Task goal
Take each line of the material that includes "prefix" and copy it.

Data for review
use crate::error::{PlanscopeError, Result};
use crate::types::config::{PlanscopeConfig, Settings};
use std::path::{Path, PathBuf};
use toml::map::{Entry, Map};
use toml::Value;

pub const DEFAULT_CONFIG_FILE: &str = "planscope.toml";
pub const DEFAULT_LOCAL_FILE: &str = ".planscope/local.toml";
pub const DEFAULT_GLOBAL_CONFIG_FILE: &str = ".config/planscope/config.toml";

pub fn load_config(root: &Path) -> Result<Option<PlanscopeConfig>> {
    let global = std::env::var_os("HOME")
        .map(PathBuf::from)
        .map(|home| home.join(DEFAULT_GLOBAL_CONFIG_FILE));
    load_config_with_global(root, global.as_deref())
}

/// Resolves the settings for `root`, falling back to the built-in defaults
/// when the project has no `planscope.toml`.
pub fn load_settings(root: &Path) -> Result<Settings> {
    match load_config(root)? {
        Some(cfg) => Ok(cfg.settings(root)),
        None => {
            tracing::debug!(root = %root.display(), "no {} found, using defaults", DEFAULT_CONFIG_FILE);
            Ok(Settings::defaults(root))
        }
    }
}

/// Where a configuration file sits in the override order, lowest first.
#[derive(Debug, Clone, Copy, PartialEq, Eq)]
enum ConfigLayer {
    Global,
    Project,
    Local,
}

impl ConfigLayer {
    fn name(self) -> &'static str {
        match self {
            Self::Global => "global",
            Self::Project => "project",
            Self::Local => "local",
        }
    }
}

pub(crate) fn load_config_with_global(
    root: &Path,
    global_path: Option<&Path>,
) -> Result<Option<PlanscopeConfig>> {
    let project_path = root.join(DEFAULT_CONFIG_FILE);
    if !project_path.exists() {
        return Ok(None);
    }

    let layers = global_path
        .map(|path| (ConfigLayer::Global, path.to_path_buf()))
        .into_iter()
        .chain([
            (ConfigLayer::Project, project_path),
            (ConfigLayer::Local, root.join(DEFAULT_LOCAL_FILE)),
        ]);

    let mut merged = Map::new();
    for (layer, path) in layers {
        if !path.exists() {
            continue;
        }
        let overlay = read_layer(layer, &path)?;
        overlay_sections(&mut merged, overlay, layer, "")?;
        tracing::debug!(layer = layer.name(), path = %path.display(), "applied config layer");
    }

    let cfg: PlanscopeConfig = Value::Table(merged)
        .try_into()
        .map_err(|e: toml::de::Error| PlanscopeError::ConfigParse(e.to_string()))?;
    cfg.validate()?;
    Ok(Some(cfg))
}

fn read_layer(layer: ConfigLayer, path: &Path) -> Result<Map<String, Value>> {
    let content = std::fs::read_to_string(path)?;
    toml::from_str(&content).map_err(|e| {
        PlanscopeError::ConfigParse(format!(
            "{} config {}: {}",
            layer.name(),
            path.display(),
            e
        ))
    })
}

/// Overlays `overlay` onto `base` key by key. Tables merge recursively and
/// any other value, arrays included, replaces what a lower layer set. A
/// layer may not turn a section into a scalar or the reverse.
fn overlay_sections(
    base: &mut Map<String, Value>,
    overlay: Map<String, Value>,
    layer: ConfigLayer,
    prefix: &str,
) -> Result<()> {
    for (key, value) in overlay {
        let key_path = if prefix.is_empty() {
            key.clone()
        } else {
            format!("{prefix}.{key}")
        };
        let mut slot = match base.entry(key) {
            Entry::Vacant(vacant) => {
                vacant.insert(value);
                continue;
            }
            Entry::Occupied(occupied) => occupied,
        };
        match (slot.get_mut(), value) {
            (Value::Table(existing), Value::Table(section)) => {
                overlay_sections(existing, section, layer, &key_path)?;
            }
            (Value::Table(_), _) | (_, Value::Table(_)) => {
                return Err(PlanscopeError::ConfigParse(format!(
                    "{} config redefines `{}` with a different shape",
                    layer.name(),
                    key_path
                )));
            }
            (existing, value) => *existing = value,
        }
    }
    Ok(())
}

Answer box
    prefix: &str,
        let key_path = if prefix.is_empty() {
            format!("{prefix}.{key}")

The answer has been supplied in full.